START EXTRACTED INFORMATION

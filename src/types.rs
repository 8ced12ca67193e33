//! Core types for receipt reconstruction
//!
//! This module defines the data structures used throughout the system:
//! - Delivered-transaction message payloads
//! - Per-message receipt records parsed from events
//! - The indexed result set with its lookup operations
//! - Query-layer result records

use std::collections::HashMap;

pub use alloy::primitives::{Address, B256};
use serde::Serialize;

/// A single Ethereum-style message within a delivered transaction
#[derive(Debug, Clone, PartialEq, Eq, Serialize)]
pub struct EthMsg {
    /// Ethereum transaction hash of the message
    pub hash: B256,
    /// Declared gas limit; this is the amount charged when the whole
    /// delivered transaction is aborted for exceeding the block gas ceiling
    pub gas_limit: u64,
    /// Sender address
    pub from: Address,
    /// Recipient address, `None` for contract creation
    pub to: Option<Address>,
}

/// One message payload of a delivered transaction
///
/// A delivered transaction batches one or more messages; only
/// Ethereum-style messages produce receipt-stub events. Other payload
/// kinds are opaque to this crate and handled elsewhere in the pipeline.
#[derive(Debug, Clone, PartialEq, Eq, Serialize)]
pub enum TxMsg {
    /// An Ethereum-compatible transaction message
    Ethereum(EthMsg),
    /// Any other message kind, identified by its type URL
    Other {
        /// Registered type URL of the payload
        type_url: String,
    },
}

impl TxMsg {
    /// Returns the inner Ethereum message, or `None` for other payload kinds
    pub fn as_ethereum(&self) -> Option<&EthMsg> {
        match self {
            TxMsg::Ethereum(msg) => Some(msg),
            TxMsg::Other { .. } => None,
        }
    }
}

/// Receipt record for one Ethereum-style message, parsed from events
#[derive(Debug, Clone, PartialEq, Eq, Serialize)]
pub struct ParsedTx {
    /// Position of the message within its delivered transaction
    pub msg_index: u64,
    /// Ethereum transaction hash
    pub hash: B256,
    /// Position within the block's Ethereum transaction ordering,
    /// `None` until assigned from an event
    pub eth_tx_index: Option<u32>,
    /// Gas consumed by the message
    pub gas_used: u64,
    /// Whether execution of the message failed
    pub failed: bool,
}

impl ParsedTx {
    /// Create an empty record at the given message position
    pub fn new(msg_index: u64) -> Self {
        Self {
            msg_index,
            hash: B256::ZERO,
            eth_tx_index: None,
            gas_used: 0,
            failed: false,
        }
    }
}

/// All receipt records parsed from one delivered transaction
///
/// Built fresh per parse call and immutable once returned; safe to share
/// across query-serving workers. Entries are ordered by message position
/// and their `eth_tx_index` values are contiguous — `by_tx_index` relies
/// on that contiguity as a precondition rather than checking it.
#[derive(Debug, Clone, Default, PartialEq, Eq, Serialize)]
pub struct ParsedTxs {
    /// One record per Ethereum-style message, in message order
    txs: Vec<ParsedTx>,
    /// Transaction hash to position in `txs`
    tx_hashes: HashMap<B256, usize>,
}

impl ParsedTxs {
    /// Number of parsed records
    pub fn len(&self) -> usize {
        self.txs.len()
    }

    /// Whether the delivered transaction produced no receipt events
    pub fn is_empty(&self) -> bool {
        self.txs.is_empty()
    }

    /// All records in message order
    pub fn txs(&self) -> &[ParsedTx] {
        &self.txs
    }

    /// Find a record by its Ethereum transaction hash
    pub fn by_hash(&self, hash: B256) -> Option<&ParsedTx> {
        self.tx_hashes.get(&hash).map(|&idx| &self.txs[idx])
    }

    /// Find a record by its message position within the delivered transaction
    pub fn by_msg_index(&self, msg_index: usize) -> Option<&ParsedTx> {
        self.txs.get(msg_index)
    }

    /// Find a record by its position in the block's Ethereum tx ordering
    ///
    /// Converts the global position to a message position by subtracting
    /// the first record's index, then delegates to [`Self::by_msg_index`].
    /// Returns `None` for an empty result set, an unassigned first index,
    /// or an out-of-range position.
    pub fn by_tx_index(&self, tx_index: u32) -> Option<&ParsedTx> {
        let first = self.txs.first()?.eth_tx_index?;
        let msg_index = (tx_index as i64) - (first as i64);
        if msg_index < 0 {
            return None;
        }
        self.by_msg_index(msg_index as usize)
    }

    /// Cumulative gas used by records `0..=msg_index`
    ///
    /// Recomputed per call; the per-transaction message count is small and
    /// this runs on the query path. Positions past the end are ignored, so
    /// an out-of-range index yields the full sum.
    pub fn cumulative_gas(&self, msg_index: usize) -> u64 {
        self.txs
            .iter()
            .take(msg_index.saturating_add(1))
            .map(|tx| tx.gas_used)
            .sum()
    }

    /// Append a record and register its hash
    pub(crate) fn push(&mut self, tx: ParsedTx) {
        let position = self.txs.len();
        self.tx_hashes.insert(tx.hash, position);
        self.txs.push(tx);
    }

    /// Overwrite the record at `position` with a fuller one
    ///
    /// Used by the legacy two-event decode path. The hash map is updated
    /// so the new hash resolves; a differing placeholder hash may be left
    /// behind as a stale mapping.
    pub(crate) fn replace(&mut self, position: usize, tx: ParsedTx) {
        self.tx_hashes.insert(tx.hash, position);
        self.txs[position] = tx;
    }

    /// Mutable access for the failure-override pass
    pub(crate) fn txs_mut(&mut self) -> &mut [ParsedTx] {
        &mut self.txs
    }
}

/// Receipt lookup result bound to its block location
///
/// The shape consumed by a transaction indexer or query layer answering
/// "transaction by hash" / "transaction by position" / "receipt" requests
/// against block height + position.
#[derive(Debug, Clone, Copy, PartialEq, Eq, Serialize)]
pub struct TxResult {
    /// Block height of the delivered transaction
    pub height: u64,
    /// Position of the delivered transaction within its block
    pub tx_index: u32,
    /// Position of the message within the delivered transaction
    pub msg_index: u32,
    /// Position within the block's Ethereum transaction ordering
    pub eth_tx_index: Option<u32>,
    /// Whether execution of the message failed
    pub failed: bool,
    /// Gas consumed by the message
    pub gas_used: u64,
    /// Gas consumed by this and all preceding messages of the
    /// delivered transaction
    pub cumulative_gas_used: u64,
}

END EXTRACTED INFORMATION

If a line in the records above contains the string "None", copy that line out.

- [ANSWER FOR THIS EXERCISE]:
    /// Recipient address, `None` for contract creation
    /// Returns the inner Ethereum message, or `None` for other payload kinds
            TxMsg::Other { .. } => None,
    /// `None` until assigned from an event
            eth_tx_index: None,
    /// Returns `None` for an empty result set, an unassigned first index,
            return None;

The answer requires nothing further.